Create, view or edit an existing database:

from bamboost import Manager
db = Manager('path/to/database')

Create a new entry in the database:

new_entry = db.create_simulation(
parameters: dict = {...},
)

Display the content in the database:

db.df  # Returns a pandas DataFrame

Select a specific entry:

db['simulation_1']  # Returns a Simulation object

Or leverage pandas to query the database:

db.df[(db.df['param_1'] == 1.0) && (db.df['param_2'] > 2.0)]

Concept

The fundamental unit in this framework is a database, serving as a container for organized data, containing simulations. Conceptually, a database is a directory housing subdirectories for individual simulations. Within each simulation directory, a primary HDF5 file is present, storing all metadata and data.
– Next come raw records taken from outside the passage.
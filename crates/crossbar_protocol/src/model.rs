use crossbar_shared_util::AttrName;
use serde::{Deserialize, Serialize};

/// Attribute keys the host knows the meaning of. Everything else ends up in [`Attributes::extra`].
#[derive(Debug, Clone, Copy, PartialEq, Eq, strum::EnumString, strum::Display, strum::AsRefStr)]
#[strum(serialize_all = "lowercase")]
pub enum KnownAttr {
    Color,
    Href,
    Bash,
    Terminal,
    Refresh,
}

/// The `key=value` pairs following the ` | ` of a menu line.
#[derive(Debug, Clone, Default, PartialEq, Eq, Serialize, Deserialize)]
pub struct Attributes {
    pub color: Option<String>,
    pub href: Option<String>,
    pub bash: Option<String>,
    pub terminal: Option<bool>,
    pub refresh: Option<bool>,
    /// Unrecognized attributes, in the order the plugin emitted them.
    pub extra: Vec<(AttrName, String)>,
}

impl Attributes {
    pub fn is_empty(&self) -> bool {
        self.color.is_none()
            && self.href.is_none()
            && self.bash.is_none()
            && self.terminal.is_none()
            && self.refresh.is_none()
            && self.extra.is_empty()
    }

    /// Whether activating a line with these attributes does anything besides refreshing.
    pub fn is_actionable(&self) -> bool {
        self.href.is_some() || self.bash.is_some()
    }

    pub fn wants_refresh(&self) -> bool {
        self.refresh == Some(true)
    }

    /// `bash` commands open a terminal unless the plugin explicitly says `terminal=false`.
    pub fn opens_terminal(&self) -> bool {
        self.terminal.unwrap_or(true)
    }

    /// Look up an unrecognized attribute. If a key was given multiple times, the last value wins.
    pub fn get_extra(&self, key: &str) -> Option<&str> {
        self.extra.iter().rev().find(|(name, _)| name.as_str() == key).map(|(_, value)| value.as_str())
    }

    /// The `param1`..`paramN` arguments for the `bash` command, in numeric order.
    /// Numbering stops at the first missing index.
    pub fn params(&self) -> Vec<&str> {
        (1..).map_while(|idx| self.get_extra(&format!("param{}", idx))).collect()
    }

    /// Set an attribute from its raw textual form.
    /// Boolean attributes with non-boolean values are kept as unrecognized attributes, so nothing the plugin emitted gets lost.
    pub(crate) fn set(&mut self, key: &str, value: String) {
        match key.parse::<KnownAttr>() {
            Ok(KnownAttr::Color) => self.color = Some(value),
            Ok(KnownAttr::Href) => self.href = Some(value),
            Ok(KnownAttr::Bash) => self.bash = Some(value),
            Ok(KnownAttr::Terminal) => match parse_bool(&value) {
                Some(b) => self.terminal = Some(b),
                None => self.extra.push((AttrName::from(key), value)),
            },
            Ok(KnownAttr::Refresh) => match parse_bool(&value) {
                Some(b) => self.refresh = Some(b),
                None => self.extra.push((AttrName::from(key), value)),
            },
            Err(_) => self.extra.push((AttrName::from(key), value)),
        }
    }
}

fn parse_bool(s: &str) -> Option<bool> {
    if s.eq_ignore_ascii_case("true") {
        Some(true)
    } else if s.eq_ignore_ascii_case("false") {
        Some(false)
    } else {
        None
    }
}

/// A single line of plugin output: its text and the attributes attached to it.
#[derive(Debug, Clone, Default, PartialEq, Eq, Serialize, Deserialize)]
pub struct MenuLine {
    pub text: String,
    pub attrs: Attributes,
}

impl MenuLine {
    pub fn plain(text: impl Into<String>) -> Self {
        MenuLine { text: text.into(), attrs: Attributes::default() }
    }
}

#[derive(Debug, Clone, PartialEq, Eq, Serialize, Deserialize)]
#[serde(tag = "type", rename_all = "lowercase")]
pub enum MenuItem {
    /// Marks the boundary between two `---` delimited sections.
    Separator,
    Line(MenuLine),
}

impl MenuItem {
    pub fn as_line(&self) -> Option<&MenuLine> {
        match self {
            MenuItem::Line(line) => Some(line),
            MenuItem::Separator => None,
        }
    }
}

#[derive(Debug, Clone, Copy, PartialEq, Eq, Hash, Default, Serialize, Deserialize, strum::Display)]
#[serde(rename_all = "lowercase")]
#[strum(serialize_all = "lowercase")]
pub enum Status {
    #[default]
    Fresh,
    Stale,
    Failed,
}

/// Structured form of everything a plugin printed during one run.
#[derive(Debug, Clone, Default, PartialEq, Eq, Serialize, Deserialize)]
pub struct RenderModel {
    pub title: MenuLine,
    pub menu_items: Vec<MenuItem>,
    pub status: Status,
}

impl RenderModel {
    /// Get the menu line at the given position of `menu_items`. Separators are not lines.
    pub fn item(&self, index: usize) -> Option<&MenuLine> {
        self.menu_items.get(index).and_then(MenuItem::as_line)
    }

    /// All lines that do something when activated, together with their index in `menu_items`.
    pub fn actionable_items(&self) -> impl Iterator<Item = (usize, &MenuLine)> {
        self.menu_items
            .iter()
            .enumerate()
            .filter_map(|(idx, item)| item.as_line().map(|line| (idx, line)))
            .filter(|(_, line)| line.attrs.is_actionable() || line.attrs.wants_refresh())
    }
}

#[cfg(test)]
mod test {
    use super::*;
    use pretty_assertions::assert_eq;

    #[test]
    fn test_set_known_and_unknown() {
        let mut attrs = Attributes::default();
        attrs.set("color", "red".to_string());
        attrs.set("refresh", "TRUE".to_string());
        attrs.set("terminal", "maybe".to_string());
        attrs.set("font", "Menlo".to_string());
        assert_eq!(Some("red".to_string()), attrs.color);
        assert_eq!(Some(true), attrs.refresh);
        assert_eq!(None, attrs.terminal);
        assert_eq!(Some("maybe"), attrs.get_extra("terminal"));
        assert_eq!(Some("Menlo"), attrs.get_extra("font"));
    }

    #[test]
    fn test_params_stop_at_gap() {
        let mut attrs = Attributes::default();
        attrs.set("param2", "b".to_string());
        attrs.set("param1", "a".to_string());
        attrs.set("param4", "d".to_string());
        assert_eq!(vec!["a", "b"], attrs.params());
    }

    #[test]
    fn test_terminal_defaults_to_true() {
        let mut attrs = Attributes::default();
        assert!(attrs.opens_terminal());
        attrs.set("terminal", "false".to_string());
        assert!(!attrs.opens_terminal());
    }
}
Additionally, users have the flexibility to store supplementary files within the simulation directory.

Database_A
|-- Simulation_1
| |-- simulation_1.h5
| |-- additional_file_1.txt
| |-- additional_file_2.csv
|-- Simulation_2
| |-- simulation_2.h5
| |-- additional_file_3.txt

The goal is to maintain comparability within a single database, implying similarity in the nature of the data. For instance, you might have a database for simulations of a parametric study or a database for simulations of a specific system with varying initial conditions.